The default size of the starting pool of initial conformers is 250, but for smaller molecules with only very few conformers, this may be reduced. However, it takes very little time to generate these, compared to duration of the subsequent GFN1-xTB optimizations.
Below is an example showing more options for the conformer workflow:
import sierra
from sierra.inputs import *
# Generate conformers for butane
# and rank them by energy in ascending order
# at wB97XD3/def2-tzvp level of theory
butane_input = ConformersInput(
smiles="CCCC",
details={
# Maximum number of conformers to generate in the end (default 35)
"optimized_conformers": 10,
# The size of the starting pool of conformers (default 1000)

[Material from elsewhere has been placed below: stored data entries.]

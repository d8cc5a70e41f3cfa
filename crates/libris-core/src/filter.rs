//! Search and filter composition over cached collections.
//!
//! Every filter yields a stable subsequence of its input: records are never
//! reordered, and applying the same filter to its own output changes nothing.

use std::str::FromStr;

use chrono::{DateTime, Utc};

use crate::{
  book::{Book, BookId},
  issue::EnrichedIssue,
  lifecycle::LoanStatus,
  user::{Role, User, UserId},
};

// ─── Text search ─────────────────────────────────────────────────────────────

/// A record that can be matched against a free-text query.
pub trait Searchable {
  /// The fields the query is matched against, in display order.
  fn search_fields(&self) -> Vec<String>;

  /// All searchable fields joined by a single space and lower-cased.
  fn haystack(&self) -> String { self.search_fields().join(" ").to_lowercase() }
}

impl<T: Searchable + ?Sized> Searchable for &T {
  fn search_fields(&self) -> Vec<String> { (**self).search_fields() }
}

impl Searchable for Book {
  fn search_fields(&self) -> Vec<String> {
    vec![
      self.title.clone(),
      self.author.clone(),
      self.isbn.clone(),
      self.category.clone(),
      self.publisher.clone(),
    ]
  }
}

impl Searchable for User {
  fn search_fields(&self) -> Vec<String> {
    vec![
      self.first_name.clone(),
      self.last_name.clone(),
      self.username.clone(),
      self.email.clone(),
      self.phone.clone(),
      self.role_name(),
    ]
  }
}

impl Searchable for EnrichedIssue {
  fn search_fields(&self) -> Vec<String> {
    let book = self.book_details.as_ref();
    let user = self.user_details.as_ref();
    let field = |v: Option<&String>| v.cloned().unwrap_or_default();
    vec![
      field(book.map(|b| &b.title)),
      field(book.map(|b| &b.author)),
      field(book.map(|b| &b.isbn)),
      self.issue.book.to_string(),
      field(user.map(|u| &u.first_name)),
      field(user.map(|u| &u.last_name)),
      field(user.map(|u| &u.username)),
      field(user.map(|u| &u.email)),
      self.issue.user.to_string(),
    ]
  }
}

/// A normalised free-text query. Blank input means "no filter".
#[derive(Debug, Clone, Default, PartialEq, Eq)]
pub struct SearchQuery(Option<String>);

impl SearchQuery {
  pub fn new(raw: &str) -> Self {
    let normalized = raw.trim().to_lowercase();
    Self((!normalized.is_empty()).then_some(normalized))
  }

  pub fn is_empty(&self) -> bool { self.0.is_none() }

  pub fn as_str(&self) -> Option<&str> { self.0.as_deref() }

  pub fn matches<T: Searchable + ?Sized>(&self, item: &T) -> bool {
    match &self.0 {
      None => true,
      Some(q) => item.haystack().contains(q.as_str()),
    }
  }
}

impl From<&str> for SearchQuery {
  fn from(raw: &str) -> Self { Self::new(raw) }
}

impl From<Option<&str>> for SearchQuery {
  fn from(raw: Option<&str>) -> Self { raw.map(Self::new).unwrap_or_default() }
}

/// The records of `items` matching `query`, in input order.
pub fn search<'a, T: Searchable>(items: &'a [T], query: &SearchQuery) -> Vec<&'a T> {
  items.iter().filter(|item| query.matches(*item)).collect()
}

// ─── Books ───────────────────────────────────────────────────────────────────

/// The catalogue's category select. `"all"` is the pass-through sentinel.
#[derive(Debug, Clone, Default, PartialEq, Eq)]
pub enum CategoryFilter {
  #[default]
  All,
  Only(String),
}

impl CategoryFilter {
  pub const ALL: &'static str = "all";

  pub fn matches(&self, book: &Book) -> bool {
    match self {
      Self::All => true,
      Self::Only(category) => book.category == *category,
    }
  }
}

impl FromStr for CategoryFilter {
  type Err = std::convert::Infallible;

  fn from_str(s: &str) -> Result<Self, Self::Err> {
    Ok(if s == Self::ALL {
      Self::All
    } else {
      Self::Only(s.to_owned())
    })
  }
}

#[derive(Debug, Clone, Default, PartialEq, Eq)]
pub struct BookFilter {
  pub query:    SearchQuery,
  pub category: CategoryFilter,
}

impl BookFilter {
  pub fn matches(&self, book: &Book) -> bool {
    self.category.matches(book) && self.query.matches(book)
  }

  pub fn apply<'a>(&self, books: &'a [Book]) -> Vec<&'a Book> {
    books.iter().filter(|b| self.matches(b)).collect()
  }
}

/// One entry of the category select, with the number of titles in it.
#[derive(Debug, Clone, PartialEq, Eq)]
pub struct CategoryCount {
  pub name:  String,
  pub count: usize,
}

/// Distinct categories in first-seen order.
pub fn categories(books: &[Book]) -> Vec<CategoryCount> {
  let mut out: Vec<CategoryCount> = Vec::new();
  for book in books {
    match out.iter_mut().find(|c| c.name == book.category) {
      Some(entry) => entry.count += 1,
      None => out.push(CategoryCount {
        name:  book.category.clone(),
        count: 1,
      }),
    }
  }
  out
}

// ─── Issues ──────────────────────────────────────────────────────────────────

/// Filters for the issues page. Status is evaluated against the instant
/// passed to [`IssueFilter::apply`], never against a stored value.
#[derive(Debug, Clone, Default, PartialEq, Eq)]
pub struct IssueFilter {
  pub query:    SearchQuery,
  pub returned: Option<bool>,
  pub user:     Option<UserId>,
  pub book:     Option<BookId>,
  pub status:   Option<LoanStatus>,
}

impl IssueFilter {
  pub fn matches(&self, issue: &EnrichedIssue, now: DateTime<Utc>) -> bool {
    let record = &issue.issue;
    self.returned.is_none_or(|r| record.returned == r)
      && self.user.is_none_or(|u| record.user == u)
      && self.book.is_none_or(|b| record.book == b)
      && self
        .status
        .is_none_or(|s| LoanStatus::of(record, now) == s)
      && self.query.matches(issue)
  }

  pub fn apply<'a>(
    &self,
    issues: &'a [EnrichedIssue],
    now: DateTime<Utc>,
  ) -> Vec<&'a EnrichedIssue> {
    issues.iter().filter(|i| self.matches(i, now)).collect()
  }
}

// ─── Users ───────────────────────────────────────────────────────────────────

/// Head counts for the users page.
#[derive(Debug, Clone, Copy, Default, PartialEq, Eq)]
pub struct RoleCounts {
  pub student:    usize,
  pub staff:      usize,
  pub external:   usize,
  pub unassigned: usize,
}

pub fn role_counts(users: &[User]) -> RoleCounts {
  users.iter().fold(RoleCounts::default(), |mut acc, u| {
    match u.role {
      Some(Role::Student) => acc.student += 1,
      Some(Role::Staff) => acc.staff += 1,
      Some(Role::External) => acc.external += 1,
      None => acc.unassigned += 1,
    }
    acc
  })
}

"initial_conformers": 500,
# if reproducibility is needed
"rng_seed": 2,
},
# rank the conformers by energy at wB97XD3/def2-tzvp level of theory
energy_method=DFTMethod(xc="wB97XD3", ao="def2-svp"),
)
ret = sierra.run(butane_input)
# Conformer Energies:
for index, energy in enumerate(ret.energies):
print(f" {index + 1:2d}: {energy:.6f}")
#> 1: -158.300445
#> 2: -158.299741
#> 3: -158.299722
ConformersInput
- Representation of input for the conformers workflow
Fields
data
-
A string containing a file block describing a chemical structure. Currently only .mol file format is allowed.
- Type: Optional[str]
energy_method
-
The method used to compute the energy of the conformers.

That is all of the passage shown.